*** Opening of Records provided ***

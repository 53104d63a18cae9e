use std::collections::HashMap;

use quill_abi::{Function, ParseError};

/// Custom errors known to the caller, keyed by selector.
#[derive(Clone, Debug, Default)]
pub struct CustomErrorRegistry {
    errors: HashMap<[u8; 4], Function>,
}

impl CustomErrorRegistry {
    pub fn new() -> Self {
        Self::default()
    }

    /// Builds a registry from error signatures such as
    /// `InsufficientBalance(uint256,uint256)`.
    pub fn from_signatures<I, S>(signatures: I) -> Result<Self, ParseError>
    where
        I: IntoIterator<Item = S>,
        S: AsRef<str>,
    {
        let mut registry = Self::new();
        for signature in signatures {
            registry.register(signature.as_ref())?;
        }
        Ok(registry)
    }

    /// Registers an error signature, returning its selector. A leading
    /// `error` keyword and parameter names are accepted.
    ///
    /// Registering a second error with the same selector replaces the first.
    pub fn register(&mut self, signature: &str) -> Result<[u8; 4], ParseError> {
        let trimmed = signature.trim();
        let trimmed = trimmed.strip_prefix("error ").unwrap_or(trimmed);

        let error = Function::parse(trimmed)?;
        let selector = error.selector();

        if let Some(previous) = self.errors.insert(selector, error) {
            log::debug!(
                "Custom error `{}` replaced `{}` in the registry",
                trimmed,
                previous.signature()
            );
        }

        Ok(selector)
    }

    pub fn get(&self, selector: &[u8; 4]) -> Option<&Function> {
        self.errors.get(selector)
    }

    pub fn len(&self) -> usize {
        self.errors.len()
    }

    pub fn is_empty(&self) -> bool {
        self.errors.is_empty()
    }
}

#[cfg(test)]
mod tests {
    use super::*;

    #[test]
    fn keys_by_selector() -> anyhow::Result<()> {
        let registry = CustomErrorRegistry::from_signatures([
            "InsufficientBalance(uint256,uint256)",
            "error Unauthorized(address caller)",
        ])?;

        assert_eq!(registry.len(), 2);

        let error = registry
            .get(&[0xcf, 0x47, 0x91, 0x81])
            .expect("registered above");
        assert_eq!(error.signature(), "InsufficientBalance(uint256,uint256)");

        let selector = quill_abi::selector("Unauthorized(address)");
        assert_eq!(
            registry.get(&selector).map(|error| error.name.as_str()),
            Some("Unauthorized")
        );

        Ok(())
    }

    #[test]
    fn rejects_malformed_signature() {
        assert!(CustomErrorRegistry::from_signatures(["Broken(uint256"]).is_err());
    }
}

*** Close of Records provided ***

◆ **Exercise goal**:
All lines in the records above with "errors" need to be found and copied.

◆ **Exercise response**:
/// Custom errors known to the caller, keyed by selector.
    errors: HashMap<[u8; 4], Function>,
        if let Some(previous) = self.errors.insert(selector, error) {
        self.errors.get(selector)
        self.errors.len()
        self.errors.is_empty()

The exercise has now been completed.